## Task objective
From the listing below, return every line with the string "before" in it.

*** Opening Excerpted data ***

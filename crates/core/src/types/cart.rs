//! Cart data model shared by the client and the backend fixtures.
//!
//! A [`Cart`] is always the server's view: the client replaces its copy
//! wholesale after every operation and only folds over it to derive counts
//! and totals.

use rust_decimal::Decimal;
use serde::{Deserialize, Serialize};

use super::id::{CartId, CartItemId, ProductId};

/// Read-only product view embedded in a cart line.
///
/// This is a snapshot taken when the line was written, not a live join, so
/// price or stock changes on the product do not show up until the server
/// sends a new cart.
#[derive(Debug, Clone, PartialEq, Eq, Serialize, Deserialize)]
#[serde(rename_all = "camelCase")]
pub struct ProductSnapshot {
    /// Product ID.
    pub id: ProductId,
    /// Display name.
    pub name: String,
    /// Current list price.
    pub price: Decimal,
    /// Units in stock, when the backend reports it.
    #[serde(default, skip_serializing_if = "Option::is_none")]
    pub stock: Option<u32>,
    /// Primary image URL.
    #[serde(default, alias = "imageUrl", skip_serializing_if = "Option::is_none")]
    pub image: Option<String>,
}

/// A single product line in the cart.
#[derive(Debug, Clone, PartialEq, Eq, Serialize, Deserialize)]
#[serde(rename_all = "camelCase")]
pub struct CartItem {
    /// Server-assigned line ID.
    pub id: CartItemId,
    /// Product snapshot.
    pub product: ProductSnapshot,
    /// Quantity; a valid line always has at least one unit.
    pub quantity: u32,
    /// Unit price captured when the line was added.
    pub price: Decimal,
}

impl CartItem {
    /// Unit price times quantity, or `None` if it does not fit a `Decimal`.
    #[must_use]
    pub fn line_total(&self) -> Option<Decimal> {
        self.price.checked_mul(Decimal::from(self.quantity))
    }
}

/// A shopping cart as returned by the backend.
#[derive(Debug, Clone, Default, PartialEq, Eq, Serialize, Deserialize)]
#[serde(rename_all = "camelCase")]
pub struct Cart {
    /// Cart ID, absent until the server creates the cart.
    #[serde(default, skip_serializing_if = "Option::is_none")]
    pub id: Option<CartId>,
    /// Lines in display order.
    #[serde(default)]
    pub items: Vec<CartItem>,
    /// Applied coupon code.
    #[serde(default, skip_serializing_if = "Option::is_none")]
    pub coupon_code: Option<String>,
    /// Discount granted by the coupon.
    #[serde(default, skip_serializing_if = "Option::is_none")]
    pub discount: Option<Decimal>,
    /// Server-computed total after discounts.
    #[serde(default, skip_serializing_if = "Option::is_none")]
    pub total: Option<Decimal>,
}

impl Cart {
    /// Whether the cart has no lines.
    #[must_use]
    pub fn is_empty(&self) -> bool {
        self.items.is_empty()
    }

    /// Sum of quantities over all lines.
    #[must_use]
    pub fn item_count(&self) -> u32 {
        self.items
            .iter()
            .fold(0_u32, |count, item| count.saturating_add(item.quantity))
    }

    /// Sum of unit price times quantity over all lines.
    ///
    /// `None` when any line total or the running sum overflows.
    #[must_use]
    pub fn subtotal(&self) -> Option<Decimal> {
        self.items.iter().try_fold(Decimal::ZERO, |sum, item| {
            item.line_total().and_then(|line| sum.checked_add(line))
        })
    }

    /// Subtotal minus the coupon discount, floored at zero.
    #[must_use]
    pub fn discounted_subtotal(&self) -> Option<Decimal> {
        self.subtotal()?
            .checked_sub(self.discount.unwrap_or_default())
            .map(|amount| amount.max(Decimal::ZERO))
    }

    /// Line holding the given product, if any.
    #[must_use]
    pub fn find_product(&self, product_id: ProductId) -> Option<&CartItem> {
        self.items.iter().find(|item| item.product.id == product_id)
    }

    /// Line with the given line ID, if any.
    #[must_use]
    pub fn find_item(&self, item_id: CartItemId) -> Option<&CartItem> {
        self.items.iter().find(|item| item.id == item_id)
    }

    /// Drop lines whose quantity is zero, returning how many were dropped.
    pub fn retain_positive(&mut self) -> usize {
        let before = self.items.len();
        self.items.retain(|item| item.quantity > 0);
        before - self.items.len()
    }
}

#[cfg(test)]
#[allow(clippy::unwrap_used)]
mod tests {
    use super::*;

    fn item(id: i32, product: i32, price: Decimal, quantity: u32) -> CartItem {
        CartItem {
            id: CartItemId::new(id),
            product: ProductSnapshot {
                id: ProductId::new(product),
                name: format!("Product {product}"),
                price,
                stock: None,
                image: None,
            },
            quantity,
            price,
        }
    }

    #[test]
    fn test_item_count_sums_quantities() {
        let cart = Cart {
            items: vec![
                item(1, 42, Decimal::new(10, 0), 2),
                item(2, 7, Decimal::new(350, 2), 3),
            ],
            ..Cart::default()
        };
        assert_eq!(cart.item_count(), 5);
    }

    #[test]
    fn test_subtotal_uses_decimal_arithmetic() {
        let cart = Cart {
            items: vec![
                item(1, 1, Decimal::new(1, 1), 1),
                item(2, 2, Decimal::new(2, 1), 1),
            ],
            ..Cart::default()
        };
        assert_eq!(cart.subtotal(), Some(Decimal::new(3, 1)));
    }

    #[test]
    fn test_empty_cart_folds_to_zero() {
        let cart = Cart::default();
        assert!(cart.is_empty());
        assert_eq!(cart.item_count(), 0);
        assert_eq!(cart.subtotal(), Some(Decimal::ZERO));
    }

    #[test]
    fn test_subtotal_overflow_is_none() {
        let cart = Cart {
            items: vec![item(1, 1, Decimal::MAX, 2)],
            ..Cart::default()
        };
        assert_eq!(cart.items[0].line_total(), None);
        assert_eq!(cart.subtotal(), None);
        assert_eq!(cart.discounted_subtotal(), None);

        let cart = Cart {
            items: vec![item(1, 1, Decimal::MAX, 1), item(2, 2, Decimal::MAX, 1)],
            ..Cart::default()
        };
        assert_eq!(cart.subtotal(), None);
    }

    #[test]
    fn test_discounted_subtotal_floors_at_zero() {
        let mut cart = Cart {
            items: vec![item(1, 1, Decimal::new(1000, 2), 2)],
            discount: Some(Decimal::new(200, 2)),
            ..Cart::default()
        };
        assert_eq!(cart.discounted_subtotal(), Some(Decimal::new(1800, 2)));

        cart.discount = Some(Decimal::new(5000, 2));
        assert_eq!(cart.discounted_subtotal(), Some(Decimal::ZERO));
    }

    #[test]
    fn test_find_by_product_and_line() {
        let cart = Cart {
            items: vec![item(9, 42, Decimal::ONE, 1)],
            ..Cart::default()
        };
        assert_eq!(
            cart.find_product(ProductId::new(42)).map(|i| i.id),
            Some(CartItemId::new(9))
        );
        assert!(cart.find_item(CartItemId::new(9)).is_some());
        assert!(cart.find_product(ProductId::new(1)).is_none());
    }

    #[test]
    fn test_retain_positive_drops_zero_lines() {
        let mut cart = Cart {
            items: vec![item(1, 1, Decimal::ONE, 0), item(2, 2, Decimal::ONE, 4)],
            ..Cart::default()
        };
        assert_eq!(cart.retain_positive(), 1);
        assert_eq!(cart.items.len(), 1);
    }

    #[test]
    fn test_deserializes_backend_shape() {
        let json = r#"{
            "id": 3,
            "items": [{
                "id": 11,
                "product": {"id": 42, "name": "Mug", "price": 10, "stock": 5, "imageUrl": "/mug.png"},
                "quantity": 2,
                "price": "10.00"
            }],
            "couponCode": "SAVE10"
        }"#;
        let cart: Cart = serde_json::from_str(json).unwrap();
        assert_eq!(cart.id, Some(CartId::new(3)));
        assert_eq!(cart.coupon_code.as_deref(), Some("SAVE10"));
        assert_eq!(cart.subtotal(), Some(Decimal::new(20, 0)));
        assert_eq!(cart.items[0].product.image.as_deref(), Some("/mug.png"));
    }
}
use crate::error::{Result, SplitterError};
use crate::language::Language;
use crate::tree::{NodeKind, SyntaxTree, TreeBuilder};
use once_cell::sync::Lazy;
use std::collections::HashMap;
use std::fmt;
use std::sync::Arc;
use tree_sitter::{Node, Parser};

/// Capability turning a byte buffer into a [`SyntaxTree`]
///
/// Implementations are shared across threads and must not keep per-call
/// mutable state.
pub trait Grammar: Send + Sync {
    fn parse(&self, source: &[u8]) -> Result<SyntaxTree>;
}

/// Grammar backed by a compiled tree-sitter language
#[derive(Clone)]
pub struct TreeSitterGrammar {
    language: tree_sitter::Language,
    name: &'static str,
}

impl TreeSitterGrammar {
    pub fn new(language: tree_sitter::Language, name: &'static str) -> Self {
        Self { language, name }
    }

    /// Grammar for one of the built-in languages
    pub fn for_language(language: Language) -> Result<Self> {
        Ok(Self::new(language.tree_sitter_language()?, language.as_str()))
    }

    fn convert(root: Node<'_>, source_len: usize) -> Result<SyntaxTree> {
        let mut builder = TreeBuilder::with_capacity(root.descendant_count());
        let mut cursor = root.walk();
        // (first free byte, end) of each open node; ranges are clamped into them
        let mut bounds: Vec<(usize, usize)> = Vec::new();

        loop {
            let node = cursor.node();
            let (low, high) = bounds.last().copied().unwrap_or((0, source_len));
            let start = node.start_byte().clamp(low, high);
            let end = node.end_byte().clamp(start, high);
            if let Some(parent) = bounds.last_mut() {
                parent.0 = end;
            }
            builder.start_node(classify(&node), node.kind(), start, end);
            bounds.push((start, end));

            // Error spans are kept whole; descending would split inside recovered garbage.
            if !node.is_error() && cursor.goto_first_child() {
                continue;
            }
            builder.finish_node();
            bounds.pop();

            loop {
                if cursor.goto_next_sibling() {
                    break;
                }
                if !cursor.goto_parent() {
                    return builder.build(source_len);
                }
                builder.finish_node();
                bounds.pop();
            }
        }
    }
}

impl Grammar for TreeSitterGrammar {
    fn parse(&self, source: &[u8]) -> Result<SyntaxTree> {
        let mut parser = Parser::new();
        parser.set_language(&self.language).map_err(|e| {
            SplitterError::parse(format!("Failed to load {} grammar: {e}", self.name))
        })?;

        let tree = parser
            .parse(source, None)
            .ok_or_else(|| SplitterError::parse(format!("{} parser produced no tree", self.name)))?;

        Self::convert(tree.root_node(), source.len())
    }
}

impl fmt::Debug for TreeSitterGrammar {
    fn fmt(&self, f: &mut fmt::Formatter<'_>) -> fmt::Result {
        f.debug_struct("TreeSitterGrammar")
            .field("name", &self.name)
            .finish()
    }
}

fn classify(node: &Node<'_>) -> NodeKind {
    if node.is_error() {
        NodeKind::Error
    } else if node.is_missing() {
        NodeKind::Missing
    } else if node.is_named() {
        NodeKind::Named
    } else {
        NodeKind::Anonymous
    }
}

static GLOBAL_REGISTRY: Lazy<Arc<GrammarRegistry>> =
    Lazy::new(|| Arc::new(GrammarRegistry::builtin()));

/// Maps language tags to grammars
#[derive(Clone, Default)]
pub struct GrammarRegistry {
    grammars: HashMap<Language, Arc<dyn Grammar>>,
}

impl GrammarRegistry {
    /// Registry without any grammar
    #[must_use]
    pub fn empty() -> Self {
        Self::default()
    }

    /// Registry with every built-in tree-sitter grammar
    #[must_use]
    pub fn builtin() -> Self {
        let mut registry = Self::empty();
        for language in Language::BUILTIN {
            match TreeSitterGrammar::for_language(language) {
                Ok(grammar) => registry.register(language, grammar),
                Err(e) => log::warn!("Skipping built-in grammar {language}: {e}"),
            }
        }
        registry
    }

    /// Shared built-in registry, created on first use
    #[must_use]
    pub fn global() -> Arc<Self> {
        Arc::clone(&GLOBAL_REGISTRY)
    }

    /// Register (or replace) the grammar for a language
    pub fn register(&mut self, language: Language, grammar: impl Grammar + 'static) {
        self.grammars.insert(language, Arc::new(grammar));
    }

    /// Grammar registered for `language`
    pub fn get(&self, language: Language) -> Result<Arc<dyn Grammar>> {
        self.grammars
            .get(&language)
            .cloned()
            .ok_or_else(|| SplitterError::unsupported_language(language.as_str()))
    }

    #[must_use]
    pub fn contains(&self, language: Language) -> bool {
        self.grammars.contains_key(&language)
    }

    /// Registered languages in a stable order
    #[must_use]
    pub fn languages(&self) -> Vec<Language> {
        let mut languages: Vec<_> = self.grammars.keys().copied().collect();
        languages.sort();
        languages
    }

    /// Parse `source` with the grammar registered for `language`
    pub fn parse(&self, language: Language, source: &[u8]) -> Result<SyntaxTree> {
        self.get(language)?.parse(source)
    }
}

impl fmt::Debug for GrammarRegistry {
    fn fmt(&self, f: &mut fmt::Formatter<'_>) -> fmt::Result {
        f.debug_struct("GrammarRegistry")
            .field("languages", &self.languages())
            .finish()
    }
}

*** Closing Excerpted data ***

## Result
        let before = self.items.len();
        before - self.items.len()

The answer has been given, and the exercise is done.